Уилкокс собирался уезжать. Прощальный визит, подумал Бентгейм.
— Прошу тебя, останься, — сказал он сыну, — будь нашим переводчиком. — Эуген говорил и писал на нескольких языках. Старик Бентгейм не мог допустить, чтобы посторонний присутствовал при его разговоре с Уилкоксом.
В годы строительства завода и позднее Уилкокс представлял в Хадерсфельде свою фирму «Stanton Engineering Corporation». В прошлом году в конторе этой американской фирмы Майер многое рассказал ему о деле Берндта, когда тот против всяких ожиданий вдруг заявился сюда вместе с Бютнером. Сам Майер до последней секунды не был уверен, сдержит ли Бютнер слово, вернее, сможет ли его сдержать.
Майер вообще был немногоречив, и, чтобы объясниться с Уилкоксом, ему понадобилось всего несколько слов.
«Лучше бы сбыть этого Берндта куда-нибудь подальше», — заключил он после визита в Шварцвальд.
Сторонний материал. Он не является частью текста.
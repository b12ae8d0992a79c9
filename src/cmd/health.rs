//! `stratum health`: check the liveness of a running instance.
//!
//! Sends `GET /health` and succeeds only on `200` with body `OK`.

use http_body_util::BodyExt;
use hyper::StatusCode;
use hyper_util::client::legacy::Client;
use hyper_util::rt::TokioExecutor;

use crate::cli::HealthArgs;
use crate::error::StratumError;

pub async fn execute(args: HealthArgs) -> Result<(), StratumError> {
    let url = format!("{}/health", args.url.trim_end_matches('/'));
    let uri: hyper::Uri =
        url.parse()
            .map_err(|e: hyper::http::uri::InvalidUri| StratumError::UriParse {
                source: Box::new(e),
            })?;

    let connector = hyper_util::client::legacy::connect::HttpConnector::new();
    let client = Client::builder(TokioExecutor::new()).build(connector);

    let req = hyper::Request::builder()
        .uri(uri)
        .body(http_body_util::Full::new(bytes::Bytes::new()))
        .map_err(|e| StratumError::HttpRequest {
            source: Box::new(e),
        })?;

    let response = tokio::time::timeout(std::time::Duration::from_secs(10), client.request(req))
        .await
        .map_err(|_| StratumError::HttpRequest {
            source: "health check timed out after 10s".into(),
        })?
        .map_err(|e| StratumError::HttpRequest {
            source: Box::new(e),
        })?;

    let status = response.status();
    let body = response
        .into_body()
        .collect()
        .await
        .map_err(|e| StratumError::HttpRequest {
            source: Box::new(e),
        })?
        .to_bytes();

    if status != StatusCode::OK || &body[..] != b"OK" {
        return Err(StratumError::HealthCheckFailed(status));
    }

    println!("\u{2713} stratum is healthy ({})", args.url);
    Ok(())
}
Уилкокс сказал старому Бентгейму:
— Еще один вопрос, пока я не уехал. Я не знаю, профессор Берндт, перешедший из русской зоны, уже состоит у вас на службе или нет? Если он не слишком занят или вовсе сидит без дела, он мог бы нам пригодиться в Штатах. Кроме всего прочего, Бентгейм, мы ведь с вами всегда друг с другом откровенны, я бы на вашем месте не прилагал усилий, чтобы оставить Берндта здесь. Расстояние-то уж очень невелико. Я хочу сказать — в пределах вашей страны. А этот Берндт, насколько мне известно, уже дважды был и здесь и там. У него есть опыт. Ну как?
Эуген забыл, что он сейчас всего лишь переводчик.
— Как так дважды? — спросил он.
— Ну, — отвечал Уилкокс, — он же сначала был в нашей зоне. Когда мы освободили его и его друга Бютнера из их убежища. Якобы из убежища. И тогда он перешел к русским.
Американцы, подумал Эуген, хотят увезти Берндта.
— Не могу же я сделать ему такое предложение от имени вашей фирмы, — улыбаясь сказал он.
— Переведи, — потребовал старик Бентгейм.
Эуген повторил:
— Я не могу сделать ему такое предложение от имени американской фирмы.
— Предоставьте это мне, — сказал Уилкокс. — Вызовите его в Хадерсфельд.
Дора достала лыжи — наконец-то зима! — и вышла из дому. Раньше Берндт любил бегать на лыжах вместе с нею, теперь он чувствовал себя слишком усталым. Дора его и не уговаривала. Через несколько минут она забыла все, что ее мучило. Запорошенные снегом ели! Мчаться на лыжах — какое же это счастье! Вдруг перед ней возникла деревушка, которую она никогда не видела. Но старики в деревушке знали ее. «Фрейлейн Дора». Все там были приветливы. Стряхнули с нее снег, придвинули стол поближе к печке. Это был не деревенский трактир, а просто дом, где ее приходу нисколько не удивились. Ее угощали, потом дети принесли ей свой рождественский календарь. Они вместе потешались над самым младшим, который никак не мог решиться вынуть последние орехи из своего башмака и каждую ночь снова ставил башмак перед дверью, чтобы святой Николай наполнил его, а если не святой Николай, то хотя бы ангел.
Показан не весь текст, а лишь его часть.